REQUIREMENT - Pick the lines holding the string "seen" out of the records and copy them.

:: PROVIDED ENTRIES ::

impl TreeStore {
    pub fn new() -> Self {
        let root = Node::fresh_root();
        Self {
            nodes: HashMap::from([(root.id.clone(), root)]),
            edges: Vec::new(),
        }
    }

    pub fn len(&self) -> usize {
        self.nodes.len()
    }

    pub fn is_empty(&self) -> bool {
        self.nodes.is_empty()
    }

    pub fn contains(&self, id: &NodeId) -> bool {
        self.nodes.contains_key(id)
    }

    pub fn node(&self, id: &NodeId) -> TreeResult<&Node> {
        self.nodes.get(id).context(NotFoundSnafu {
            stage: "tree-node",
            id: id.clone(),
        })
    }

    fn node_mut(&mut self, id: &NodeId, stage: &'static str) -> TreeResult<&mut Node> {
        self.nodes.get_mut(id).context(NotFoundSnafu {
            stage,
            id: id.clone(),
        })
    }

    pub fn history(&self, id: &NodeId) -> TreeResult<&[Message]> {
        Ok(&self.node(id)?.chat_history)
    }

    pub fn edges(&self) -> &[Edge] {
        &self.edges
    }

    pub fn parent(&self, id: &NodeId) -> Option<&NodeId> {
        self.edges
            .iter()
            .find(|edge| &edge.target == id)
            .map(|edge| &edge.source)
    }

    pub fn children(&self, id: &NodeId) -> Vec<NodeId> {
        self.edges
            .iter()
            .filter(|edge| &edge.source == id)
            .map(|edge| edge.target.clone())
            .collect()
    }

    /// Allocates a child of `source_id` with an empty history.
    pub fn create_branch(
        &mut self,
        source_id: &NodeId,
        label: impl Into<String>,
    ) -> TreeResult<NodeId> {
        let source = self.nodes.get(source_id).context(NotFoundSnafu {
            stage: "tree-create-branch-source",
            id: source_id.clone(),
        })?;

        let sibling_count = self.children(source_id).len() as f64;
        let position = Position::new(
            source.position.x + sibling_count * BRANCH_OFFSET_X,
            source.position.y + BRANCH_OFFSET_Y,
        );

        let branched_at = source.chat_history.len();
        let id = NodeId::new_v7();
        let mut node = Node::new(id.clone(), label, position);
        node.branched_at = Some(branched_at);
        self.nodes.insert(id.clone(), node);
        self.edges.push(Edge {
            id: EdgeId::new_v7(),
            source: source_id.clone(),
            target: id.clone(),
        });

        tracing::debug!(source_id = %source_id, node_id = %id, "created branch");
        Ok(id)
    }

    /// Breadth-first descendants of `id`, excluding `id` itself.
    pub fn descendants(&self, id: &NodeId) -> Vec<NodeId> {
        let mut outgoing: HashMap<&NodeId, Vec<&NodeId>> = HashMap::new();
        for edge in &self.edges {
            outgoing.entry(&edge.source).or_default().push(&edge.target);
        }

        let mut found = Vec::new();
        let mut seen = HashSet::from([id.clone()]);
        let mut queue = VecDeque::from([id.clone()]);
        while let Some(current) = queue.pop_front() {
            for child in outgoing.get(&current).into_iter().flatten() {
                if seen.insert((*child).clone()) {
                    found.push((*child).clone());
                    queue.push_back((*child).clone());
                }
            }
        }
        found
    }

    /// Clears `id` and removes its whole subtree. Returns the removed ids; empty when
    /// `id` is absent.
    pub fn reset_node(&mut self, id: &NodeId) -> Vec<NodeId> {
        let Some(node) = self.nodes.get_mut(id) else {
            tracing::debug!(node_id = %id, "reset ignored for missing node");
            return Vec::new();
        };
        node.chat_history.clear();
        node.label = if id.is_root() {
            ROOT_LABEL.to_string()
        } else {
            String::new()
        };

        let removed = self.descendants(id);
        self.remove_nodes(&removed);
        tracing::info!(node_id = %id, removed = removed.len(), "reset node");
        removed
    }

    /// Removes `id` and its subtree. Returns every removed id, `id` first.
    pub fn delete_node_and_descendants(&mut self, id: &NodeId) -> TreeResult<Vec<NodeId>> {
        ensure!(
            !id.is_root(),
            InvalidOperationSnafu {
                stage: "tree-delete-root",
                details: "the root node cannot be deleted".to_string(),
            }
        );
        ensure!(
            self.contains(id),
            NotFoundSnafu {
                stage: "tree-delete-missing",
                id: id.clone(),
            }
        );

        let mut removed = vec![id.clone()];
        removed.extend(self.descendants(id));
        self.remove_nodes(&removed);
        tracing::info!(node_id = %id, removed = removed.len(), "deleted subtree");
        Ok(removed)
    }

    fn remove_nodes(&mut self, ids: &[NodeId]) {
        if ids.is_empty() {
            return;
        }

        let doomed: HashSet<&NodeId> = ids.iter().collect();
        self.edges
            .retain(|edge| !doomed.contains(&edge.source) && !doomed.contains(&edge.target));
        for id in ids {
            self.nodes.remove(id);
        }
        self.ensure_root();
    }

    fn ensure_root(&mut self) {
        if !self.nodes.contains_key(&NodeId::root()) {
            tracing::warn!("tree lost its root; inserting a fresh one");
            let root = Node::fresh_root();
            self.nodes.insert(root.id.clone(), root);
        }
    }

    /// Node ids from the root down to `id`, inclusive.
    pub fn path_to_root(&self, id: &NodeId) -> TreeResult<Vec<NodeId>> {
        ensure!(
            self.contains(id),
            NotFoundSnafu {
                stage: "tree-path-missing",
                id: id.clone(),
            }
        );

        let parents: HashMap<&NodeId, &NodeId> = self
            .edges
            .iter()
            .map(|edge| (&edge.target, &edge.source))
            .collect();

        let mut path = vec![id.clone()];
        let mut seen = HashSet::from([id]);
        let mut current = id;
        while let Some(parent) = parents.get(current) {
            if !self.nodes.contains_key(*parent) {
                tracing::error!(
                    node_id = %current,
                    parent_id = %parent,
                    "edge points at a missing parent"
                );
                return CorruptedSnafu {
                    stage: "tree-path-dangling-edge",
                    details: format!("edge into '{current}' starts at missing node '{parent}'"),
                }
                .fail();
            }
            if !seen.insert(*parent) {
                tracing::error!(
                    node_id = %current,
                    parent_id = %parent,
                    "cycle while walking to root"
                );
                return CorruptedSnafu {
                    stage: "tree-path-cycle",
                    details: format!("cycle through '{parent}'"),
                }
                .fail();
            }
            path.push((*parent).clone());
            current = *parent;
        }

        path.reverse();
        Ok(path)
    }

    /// Ancestor messages of `id`, root first, as they stood when each branch on the
    /// path was taken. Messages an ancestor gained afterwards are left out. Nodes
    /// without a recorded branch point see their parent's whole history.
    pub fn history_at_branch(&self, id: &NodeId) -> TreeResult<Vec<Message>> {
        let path = self.path_to_root(id)?;
        let mut messages = Vec::new();
        for pair in path.windows(2) {
            let history = self.history(&pair[0])?;
            let cut = match self.node(&pair[1])?.branched_at {
                Some(at) => at.min(history.len()),
                None => history.len(),
            };
            messages.extend_from_slice(&history[..cut]);
        }
        Ok(messages)
    }

    pub fn depth(&self, id: &NodeId) -> TreeResult<usize> {
        Ok(self.path_to_root(id)?.len() - 1)
    }

    pub fn active_path(&self, id: &NodeId) -> TreeResult<ActivePath> {
        let nodes = self.path_to_root(id)?;
        let edges = nodes
            .windows(2)
            .filter_map(|pair| {
                self.edges
                    .iter()
                    .find(|edge| edge.source == pair[0] && edge.target == pair[1])
                    .map(|edge| edge.id.clone())
            })
            .collect();
        Ok(ActivePath { nodes, edges })
    }

    /// Appends to the node's history and returns the new message's index.
    pub fn append_message(&mut self, id: &NodeId, message: Message) -> TreeResult<usize> {
        let node = self.node_mut(id, "tree-append-message")?;
        node.chat_history.push(message);
        Ok(node.chat_history.len() - 1)
    }

    pub fn replace_message(
        &mut self,
        id: &NodeId,
        index: usize,
        message: Message,
    ) -> TreeResult<()> {
        let node = self.node_mut(id, "tree-replace-message")?;
        let len = node.chat_history.len();
        let slot = node.chat_history.get_mut(index).context(MessageIndexSnafu {
            stage: "tree-replace-message-index",
            id: id.clone(),
            index,
            len,
        })?;
        *slot = message;
        Ok(())
    }

    /// Drops every message at or after `len`.
    pub fn truncate_history(&mut self, id: &NodeId, len: usize) -> TreeResult<()> {
        self.node_mut(id, "tree-truncate-history")?
            .chat_history
            .truncate(len);
        Ok(())
    }

    pub fn set_label(&mut self, id: &NodeId, label: impl Into<String>) -> TreeResult<()> {
        self.node_mut(id, "tree-set-label")?.label = label.into();
        Ok(())
    }

    pub fn set_position(&mut self, id: &NodeId, position: Position) -> TreeResult<()> {
        self.node_mut(id, "tree-set-position")?.position = position;
        Ok(())
    }

    /// Nodes in breadth-first order from the root, children in edge order.
    pub fn nodes_breadth_first(&self) -> Vec<&Node> {
        let root = NodeId::root();
        let mut ordered = Vec::with_capacity(self.nodes.len());
        if let Some(node) = self.nodes.get(&root) {
            ordered.push(node);
        }
        ordered.extend(
            self.descendants(&root)
                .iter()
                .filter_map(|id| self.nodes.get(id)),
        );
        ordered
    }

    pub fn snapshot(&self, active_node_id: &NodeId) -> TreeSnapshot {
        TreeSnapshot {
            nodes: self.nodes_breadth_first().into_iter().cloned().collect(),
            edges: self.edges.clone(),
            active_node_id: active_node_id.clone(),
        }
    }

    /// Rebuilds a store from a persisted image, repairing anything that would break
    /// the rooted-tree shape. Returns the store and a valid active node id.
    pub fn from_snapshot(snapshot: TreeSnapshot) -> (Self, NodeId) {
        let mut nodes = HashMap::with_capacity(snapshot.nodes.len());
        for mut node in snapshot.nodes {
            if nodes.contains_key(&node.id) {
                tracing::warn!(node_id = %node.id, "dropping duplicate node from snapshot");
                continue;
            }
            for message in &mut node.chat_history {
                message.upgrade_legacy_content();
            }
            nodes.insert(node.id.clone(), node);
        }

        let mut store = Self {
            nodes,
            edges: Vec::with_capacity(snapshot.edges.len()),
        };
        store.ensure_root();

        let mut has_parent = HashSet::new();
        for edge in snapshot.edges {
            let keep = store.contains(&edge.source)
                && store.contains(&edge.target)
                && edge.source != edge.target
                && !edge.target.is_root()
                && !has_parent.contains(&edge.target);
            if keep {
                has_parent.insert(edge.target.clone());
                store.edges.push(edge);
            } else {
                tracing::warn!(
                    edge_id = %edge.id,
                    source_id = %edge.source,
                    target_id = %edge.target,
                    "dropping invalid edge from snapshot"
                );
            }
        }

        store.reattach_unreachable();

        let active = if store.contains(&snapshot.active_node_id) {
            snapshot.active_node_id
        } else {
            NodeId::root()
        };
        (store, active)
    }

    /// Hangs every node not reachable from the root directly under it. Orphans without a
    /// parent go first; cycles are broken at their smallest id.
    fn reattach_unreachable(&mut self) {
        loop {
            let root = NodeId::root();
            let mut reachable: HashSet<NodeId> = self.descendants(&root).into_iter().collect();
            reachable.insert(root.clone());

            let mut unreachable = self
                .nodes
                .keys()
                .filter(|id| !reachable.contains(*id))
                .cloned()
                .collect::<Vec<_>>();
            if unreachable.is_empty() {
                return;
            }
            unreachable.sort();

            let orphans = unreachable
                .iter()
                .filter(|id| self.parent(id).is_none())
                .cloned()
                .collect::<Vec<_>>();
            let to_attach = if orphans.is_empty() {
                // Only cycles remain; cut one open.
                let cut = unreachable[0].clone();
                self.edges.retain(|edge| edge.target != cut);
                vec![cut]
            } else {
                orphans
            };

            for id in to_attach {
                tracing::warn!(node_id = %id, "reattaching unreachable node under root");
                self.edges.push(Edge {
                    id: EdgeId::new_v7(),
                    source: root.clone(),
                    target: id,
                });
            }
        }
    }
}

:::

RESULT -
        let mut seen = HashSet::from([id.clone()]);
                if seen.insert((*child).clone()) {
        let mut seen = HashSet::from([id]);
            if !seen.insert(*parent) {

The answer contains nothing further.